In 1841, Dr. Edward Warren (1805-1878) purchased land, a dwelling house, and outbuildings in the Lower Mills village of Newton for his own property. Edward was the son of Dr. John Warren, a Continental Army surgeon during the American Revolutionary War, founder of the Harvard Medical School, and the younger brother of Dr. Joseph Warren, also a physician and Patriot during the early days of the American Revolution, eventually serving as President of the revolutionary Massachusetts Provincial Congress and dying at the Battle of Bunker Hill. Edward, a much less renowned figure practiced medicine in Boston and Newton and married Caroline Rebecca Ware, the half-sister of Henry Ware, a prominent Harvard professor. The house was likely modernized during Warren’s ownership and is largely Greek Revival in style, but much more modest than one would think given the family connections of the two owners!
Augustus Curtis Wiswall was born in Exeter, NH in 1823. At seventeen, he moved to Boston and sought to live life on the open seas.

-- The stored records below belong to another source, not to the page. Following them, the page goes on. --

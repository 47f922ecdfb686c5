//! Transport - TLS connector and the byte-stream traits the session runs on.
//!
//! The session never touches sockets directly; it speaks to boxed
//! [`TransportRead`] / [`TransportWrite`] halves handed out by a
//! [`Connector`]. Production uses [`TlsConnector`]; tests swap in
//! [`MemoryConnector`] to drive both ends of a session in-process.

use async_trait::async_trait;
use parking_lot::Mutex;
use rustls::pki_types::ServerName;
use std::sync::Arc;
use std::time::Duration;
use tokio::io::{AsyncRead, AsyncReadExt, AsyncWrite, AsyncWriteExt};
use tokio::net::TcpStream;
use tracing::{info, warn};

use crate::core::{Error, Result};

const READ_BUF_SIZE: usize = 4096;

/// Receiving half of a connection.
#[async_trait]
pub trait TransportRead: Send {
    /// Wait up to `timeout` for bytes. `Ok(None)` means the timeout passed
    /// with nothing to read; [`Error::Disconnected`] means the peer closed.
    async fn recv_bytes(&mut self, timeout: Duration) -> Result<Option<Vec<u8>>>;
}

/// Sending half of a connection.
#[async_trait]
pub trait TransportWrite: Send {
    async fn send_bytes(&mut self, bytes: &[u8]) -> Result<()>;
    async fn close(&mut self) -> Result<()>;
}

/// Dials a host and hands back the two halves of the connection.
#[async_trait]
pub trait Connector: Send + Sync {
    async fn connect(
        &self,
        host: &str,
        port: u16,
    ) -> Result<(Box<dyn TransportRead>, Box<dyn TransportWrite>)>;
}

/// [`TransportRead`] over any async byte reader.
pub struct StreamRead<R> {
    reader: R,
}

impl<R> StreamRead<R> {
    pub fn new(reader: R) -> Self {
        Self { reader }
    }
}

#[async_trait]
impl<R: AsyncRead + Unpin + Send> TransportRead for StreamRead<R> {
    async fn recv_bytes(&mut self, timeout: Duration) -> Result<Option<Vec<u8>>> {
        let mut buf = vec![0u8; READ_BUF_SIZE];
        match tokio::time::timeout(timeout, self.reader.read(&mut buf)).await {
            Err(_) => Ok(None),
            Ok(Ok(0)) => Err(Error::Disconnected),
            Ok(Ok(n)) => {
                buf.truncate(n);
                Ok(Some(buf))
            }
            Ok(Err(e)) => Err(Error::Io(e)),
        }
    }
}

/// [`TransportWrite`] over any async byte writer.
pub struct StreamWrite<W> {
    writer: W,
}

impl<W> StreamWrite<W> {
    pub fn new(writer: W) -> Self {
        Self { writer }
    }
}

#[async_trait]
impl<W: AsyncWrite + Unpin + Send> TransportWrite for StreamWrite<W> {
    async fn send_bytes(&mut self, bytes: &[u8]) -> Result<()> {
        self.writer.write_all(bytes).await?;
        self.writer.flush().await?;
        Ok(())
    }

    async fn close(&mut self) -> Result<()> {
        self.writer.shutdown().await?;
        Ok(())
    }
}

/// TCP + TLS connector for live counterparties.
#[derive(Debug, Default)]
pub struct TlsConnector {
    danger_accept_invalid_certs: bool,
}

impl TlsConnector {
    pub fn new(danger_accept_invalid_certs: bool) -> Self {
        Self { danger_accept_invalid_certs }
    }

    fn client_config(&self) -> rustls::ClientConfig {
        if self.danger_accept_invalid_certs {
            warn!("TLS certificate verification is DISABLED");
            rustls::ClientConfig::builder()
                .dangerous()
                .with_custom_certificate_verifier(Arc::new(NoVerification::new()))
                .with_no_client_auth()
        } else {
            let mut roots = rustls::RootCertStore::empty();
            roots.extend(webpki_roots::TLS_SERVER_ROOTS.iter().cloned());
            rustls::ClientConfig::builder()
                .with_root_certificates(roots)
                .with_no_client_auth()
        }
    }
}

#[async_trait]
impl Connector for TlsConnector {
    async fn connect(
        &self,
        host: &str,
        port: u16,
    ) -> Result<(Box<dyn TransportRead>, Box<dyn TransportWrite>)> {
        info!("Connecting to {}:{}", host, port);
        let stream = TcpStream::connect((host, port)).await?;
        stream.set_nodelay(true)?;

        let server_name = ServerName::try_from(host.to_owned())
            .map_err(|_| Error::Tls(format!("invalid server name: {host}")))?;
        let connector = tokio_rustls::TlsConnector::from(Arc::new(self.client_config()));
        let tls = connector
            .connect(server_name, stream)
            .await
            .map_err(|e| Error::Tls(format!("handshake with {host}:{port} failed: {e}")))?;
        info!("TLS session established with {}:{}", host, port);

        let (read, write) = tokio::io::split(tls);
        Ok((
            Box::new(StreamRead::new(read)),
            Box::new(StreamWrite::new(write)),
        ))
    }
}

/// Accepts any server certificate. Signatures are still checked against
/// whatever certificate the peer presented.
#[derive(Debug)]
struct NoVerification(rustls::crypto::CryptoProvider);

impl NoVerification {
    fn new() -> Self {
        Self(rustls::crypto::ring::default_provider())
    }
}

impl rustls::client::danger::ServerCertVerifier for NoVerification {
    fn verify_server_cert(
        &self,
        _end_entity: &rustls::pki_types::CertificateDer<'_>,
        _intermediates: &[rustls::pki_types::CertificateDer<'_>],
        _server_name: &ServerName<'_>,
        _ocsp_response: &[u8],
        _now: rustls::pki_types::UnixTime,
    ) -> std::result::Result<rustls::client::danger::ServerCertVerified, rustls::Error> {
        Ok(rustls::client::danger::ServerCertVerified::assertion())
    }

    fn verify_tls12_signature(
        &self,
        message: &[u8],
        cert: &rustls::pki_types::CertificateDer<'_>,
        dss: &rustls::DigitallySignedStruct,
    ) -> std::result::Result<rustls::client::danger::HandshakeSignatureValid, rustls::Error> {
        rustls::crypto::verify_tls12_signature(
            message,
            cert,
            dss,
            &self.0.signature_verification_algorithms,
        )
    }

    fn verify_tls13_signature(
        &self,
        message: &[u8],
        cert: &rustls::pki_types::CertificateDer<'_>,
        dss: &rustls::DigitallySignedStruct,
    ) -> std::result::Result<rustls::client::danger::HandshakeSignatureValid, rustls::Error> {
        rustls::crypto::verify_tls13_signature(
            message,
            cert,
            dss,
            &self.0.signature_verification_algorithms,
        )
    }

    fn supported_verify_schemes(&self) -> Vec<rustls::SignatureScheme> {
        self.0.signature_verification_algorithms.supported_schemes()
    }
}

/// In-memory connector for tests. [`MemoryConnector::pair`] returns the
/// connector plus the far end's halves, so a test can play counterparty.
pub struct MemoryConnector {
    halves: Mutex<Option<(Box<dyn TransportRead>, Box<dyn TransportWrite>)>>,
}

impl MemoryConnector {
    pub fn pair(capacity: usize) -> (Self, Box<dyn TransportRead>, Box<dyn TransportWrite>) {
        let (near, far) = tokio::io::duplex(capacity);
        let (near_read, near_write) = tokio::io::split(near);
        let (far_read, far_write) = tokio::io::split(far);
        let connector = Self {
            halves: Mutex::new(Some((
                Box::new(StreamRead::new(near_read)) as Box<dyn TransportRead>,
                Box::new(StreamWrite::new(near_write)) as Box<dyn TransportWrite>,
            ))),
        };
        (
            connector,
            Box::new(StreamRead::new(far_read)),
            Box::new(StreamWrite::new(far_write)),
        )
    }
}

#[async_trait]
impl Connector for MemoryConnector {
    async fn connect(
        &self,
        _host: &str,
        _port: u16,
    ) -> Result<(Box<dyn TransportRead>, Box<dyn TransportWrite>)> {
        self.halves
            .lock()
            .take()
            .ok_or_else(|| Error::Session("memory transport already consumed".to_string()))
    }
}

#[cfg(test)]
mod tests {
    use super::*;

    #[tokio::test]
    async fn memory_pair_round_trips_bytes() {
        let (connector, mut far_read, mut far_write) = MemoryConnector::pair(1024);
        let (mut near_read, mut near_write) = connector.connect("test", 0).await.unwrap();

        near_write.send_bytes(b"ping").await.unwrap();
        let received = far_read
            .recv_bytes(Duration::from_secs(1))
            .await
            .unwrap()
            .unwrap();
        assert_eq!(received, b"ping");

        far_write.send_bytes(b"pong").await.unwrap();
        let received = near_read
            .recv_bytes(Duration::from_secs(1))
            .await
            .unwrap()
            .unwrap();
        assert_eq!(received, b"pong");
    }

    #[tokio::test]
    async fn recv_timeout_returns_none() {
        let (connector, _far_read, _far_write) = MemoryConnector::pair(1024);
        let (mut near_read, _near_write) = connector.connect("test", 0).await.unwrap();

        let received = near_read.recv_bytes(Duration::from_millis(20)).await.unwrap();
        assert!(received.is_none());
    }

    #[tokio::test]
    async fn peer_close_surfaces_as_disconnected() {
        let (connector, far_read, mut far_write) = MemoryConnector::pair(1024);
        let (mut near_read, _near_write) = connector.connect("test", 0).await.unwrap();

        far_write.close().await.unwrap();
        drop(far_read);
        let result = near_read.recv_bytes(Duration::from_secs(1)).await;
        assert!(matches!(result, Err(Error::Disconnected)));
    }

    #[tokio::test]
    async fn memory_connector_only_connects_once() {
        let (connector, _far_read, _far_write) = MemoryConnector::pair(1024);
        connector.connect("test", 0).await.unwrap();
        assert!(connector.connect("test", 0).await.is_err());
    }
}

He saw a ship docked called the “Republic” which was about to set sail to Calcutta. He took several other jobs as he hoped for more adventure as a young man. His final voyage was with a general cargo ship to Brazil. On route, several lawless members of the crew rose up in open mutiny, murdering the captain and first-mate, seizing control of the vessel. Loyal to the captain, Augustus was stabbed but was allowed to live as he was the only man capable of navigating back to land. The small crew scuttled the larger ship and manned the small boat surviving on minimal food. They made it to Rio De Janeiro and managed to board a vessel back to Boston. Wiswall never shared his story but to his wife, who in turn shared his stories after his death. His life back home was more calm, after living in the south and midwest during the Civil War, he moved back to Massachusetts and he bought land in Newton’s Lower Falls village building this home. He operated a paper mill in the village and was active in the local church until his death in 1880.